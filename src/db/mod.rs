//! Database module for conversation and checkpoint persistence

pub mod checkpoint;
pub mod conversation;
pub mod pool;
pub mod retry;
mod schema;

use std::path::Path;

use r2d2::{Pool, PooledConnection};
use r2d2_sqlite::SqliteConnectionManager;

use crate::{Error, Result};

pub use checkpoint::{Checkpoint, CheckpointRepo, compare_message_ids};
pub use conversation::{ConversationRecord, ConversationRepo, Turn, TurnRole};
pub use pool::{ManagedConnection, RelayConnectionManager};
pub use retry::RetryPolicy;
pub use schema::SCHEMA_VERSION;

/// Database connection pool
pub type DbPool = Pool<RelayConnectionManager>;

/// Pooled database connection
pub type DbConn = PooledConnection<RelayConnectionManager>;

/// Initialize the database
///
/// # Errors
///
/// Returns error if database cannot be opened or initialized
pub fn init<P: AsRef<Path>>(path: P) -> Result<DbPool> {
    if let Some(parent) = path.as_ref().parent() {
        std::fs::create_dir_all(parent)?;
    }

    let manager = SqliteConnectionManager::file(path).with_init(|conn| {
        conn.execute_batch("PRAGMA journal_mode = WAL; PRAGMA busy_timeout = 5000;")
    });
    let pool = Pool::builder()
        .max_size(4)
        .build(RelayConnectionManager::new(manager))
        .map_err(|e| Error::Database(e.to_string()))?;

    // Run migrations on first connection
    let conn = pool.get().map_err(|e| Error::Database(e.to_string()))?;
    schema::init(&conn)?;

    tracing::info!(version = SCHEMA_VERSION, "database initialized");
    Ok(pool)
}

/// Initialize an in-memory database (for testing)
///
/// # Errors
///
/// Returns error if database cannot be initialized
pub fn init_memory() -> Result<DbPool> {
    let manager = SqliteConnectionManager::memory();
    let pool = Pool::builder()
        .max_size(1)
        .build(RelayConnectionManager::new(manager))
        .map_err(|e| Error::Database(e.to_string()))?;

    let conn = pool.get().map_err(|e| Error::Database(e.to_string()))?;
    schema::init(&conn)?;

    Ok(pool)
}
--
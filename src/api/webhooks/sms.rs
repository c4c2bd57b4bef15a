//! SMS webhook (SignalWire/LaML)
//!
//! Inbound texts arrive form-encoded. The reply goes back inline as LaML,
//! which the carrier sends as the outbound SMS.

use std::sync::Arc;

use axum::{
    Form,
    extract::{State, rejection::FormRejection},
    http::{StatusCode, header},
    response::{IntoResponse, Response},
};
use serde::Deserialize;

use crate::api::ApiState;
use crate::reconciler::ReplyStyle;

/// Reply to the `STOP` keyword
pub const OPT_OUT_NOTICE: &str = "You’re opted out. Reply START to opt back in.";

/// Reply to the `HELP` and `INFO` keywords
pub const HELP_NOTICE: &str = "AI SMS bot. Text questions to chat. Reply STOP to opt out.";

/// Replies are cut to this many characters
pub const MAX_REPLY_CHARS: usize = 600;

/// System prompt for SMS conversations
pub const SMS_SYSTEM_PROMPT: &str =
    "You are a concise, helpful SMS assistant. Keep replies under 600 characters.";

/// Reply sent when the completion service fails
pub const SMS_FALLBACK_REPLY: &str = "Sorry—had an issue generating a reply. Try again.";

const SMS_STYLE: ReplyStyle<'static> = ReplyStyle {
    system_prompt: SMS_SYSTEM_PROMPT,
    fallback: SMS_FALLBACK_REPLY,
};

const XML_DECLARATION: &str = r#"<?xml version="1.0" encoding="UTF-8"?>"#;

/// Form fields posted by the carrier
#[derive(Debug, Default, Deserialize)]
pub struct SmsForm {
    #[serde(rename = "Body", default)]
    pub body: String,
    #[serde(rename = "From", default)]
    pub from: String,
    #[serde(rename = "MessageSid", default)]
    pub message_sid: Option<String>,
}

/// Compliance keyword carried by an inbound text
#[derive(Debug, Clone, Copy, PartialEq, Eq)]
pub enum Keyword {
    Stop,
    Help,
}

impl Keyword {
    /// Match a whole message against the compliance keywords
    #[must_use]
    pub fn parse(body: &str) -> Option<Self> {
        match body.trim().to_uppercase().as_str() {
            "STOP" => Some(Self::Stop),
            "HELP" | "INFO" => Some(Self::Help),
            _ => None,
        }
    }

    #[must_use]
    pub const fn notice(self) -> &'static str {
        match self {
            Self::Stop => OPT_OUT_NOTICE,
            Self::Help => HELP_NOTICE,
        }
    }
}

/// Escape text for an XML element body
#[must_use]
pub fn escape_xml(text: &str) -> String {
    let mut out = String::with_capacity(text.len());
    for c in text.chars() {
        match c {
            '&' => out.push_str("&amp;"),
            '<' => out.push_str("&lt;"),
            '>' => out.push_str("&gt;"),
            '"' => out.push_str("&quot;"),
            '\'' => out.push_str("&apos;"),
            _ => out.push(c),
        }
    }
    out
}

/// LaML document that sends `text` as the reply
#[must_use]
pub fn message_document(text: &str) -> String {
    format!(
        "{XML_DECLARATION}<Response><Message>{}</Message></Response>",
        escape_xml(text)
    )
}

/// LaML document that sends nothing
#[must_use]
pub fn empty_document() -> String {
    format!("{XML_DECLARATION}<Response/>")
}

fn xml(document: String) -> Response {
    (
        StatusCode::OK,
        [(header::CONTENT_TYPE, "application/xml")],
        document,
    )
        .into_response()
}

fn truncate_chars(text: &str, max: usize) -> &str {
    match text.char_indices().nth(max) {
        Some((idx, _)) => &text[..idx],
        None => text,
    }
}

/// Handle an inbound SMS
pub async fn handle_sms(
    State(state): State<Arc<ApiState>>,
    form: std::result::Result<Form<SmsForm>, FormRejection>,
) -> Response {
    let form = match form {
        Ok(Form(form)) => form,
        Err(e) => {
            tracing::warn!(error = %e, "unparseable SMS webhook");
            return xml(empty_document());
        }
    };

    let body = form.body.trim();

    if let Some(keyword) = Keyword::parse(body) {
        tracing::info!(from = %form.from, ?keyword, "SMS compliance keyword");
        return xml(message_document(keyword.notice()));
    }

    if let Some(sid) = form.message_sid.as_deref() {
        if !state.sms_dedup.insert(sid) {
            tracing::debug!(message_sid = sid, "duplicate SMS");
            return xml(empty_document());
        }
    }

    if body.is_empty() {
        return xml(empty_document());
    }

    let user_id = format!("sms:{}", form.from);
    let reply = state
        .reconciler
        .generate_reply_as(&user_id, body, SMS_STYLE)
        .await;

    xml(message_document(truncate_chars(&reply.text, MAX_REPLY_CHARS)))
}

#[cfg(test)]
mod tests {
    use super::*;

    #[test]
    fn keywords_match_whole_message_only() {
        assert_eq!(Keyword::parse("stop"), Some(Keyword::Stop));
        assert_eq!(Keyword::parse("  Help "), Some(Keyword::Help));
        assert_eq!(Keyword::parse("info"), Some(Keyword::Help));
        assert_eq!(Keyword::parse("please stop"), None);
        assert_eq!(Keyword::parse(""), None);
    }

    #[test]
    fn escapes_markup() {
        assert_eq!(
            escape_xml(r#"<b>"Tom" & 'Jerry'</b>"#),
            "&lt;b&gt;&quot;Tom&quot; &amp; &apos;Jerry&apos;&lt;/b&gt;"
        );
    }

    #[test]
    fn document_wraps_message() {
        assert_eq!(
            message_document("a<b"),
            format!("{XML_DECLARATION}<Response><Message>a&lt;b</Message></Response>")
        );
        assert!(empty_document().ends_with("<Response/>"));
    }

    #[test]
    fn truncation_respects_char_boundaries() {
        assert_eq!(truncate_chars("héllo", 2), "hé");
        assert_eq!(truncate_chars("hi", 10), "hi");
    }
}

▶ [Exercise aim]:
In the data above, find each line that uses the string "Returns". Copy it.

▶ [Answer section]:
/// Returns error if database cannot be opened or initialized
/// Returns error if database cannot be initialized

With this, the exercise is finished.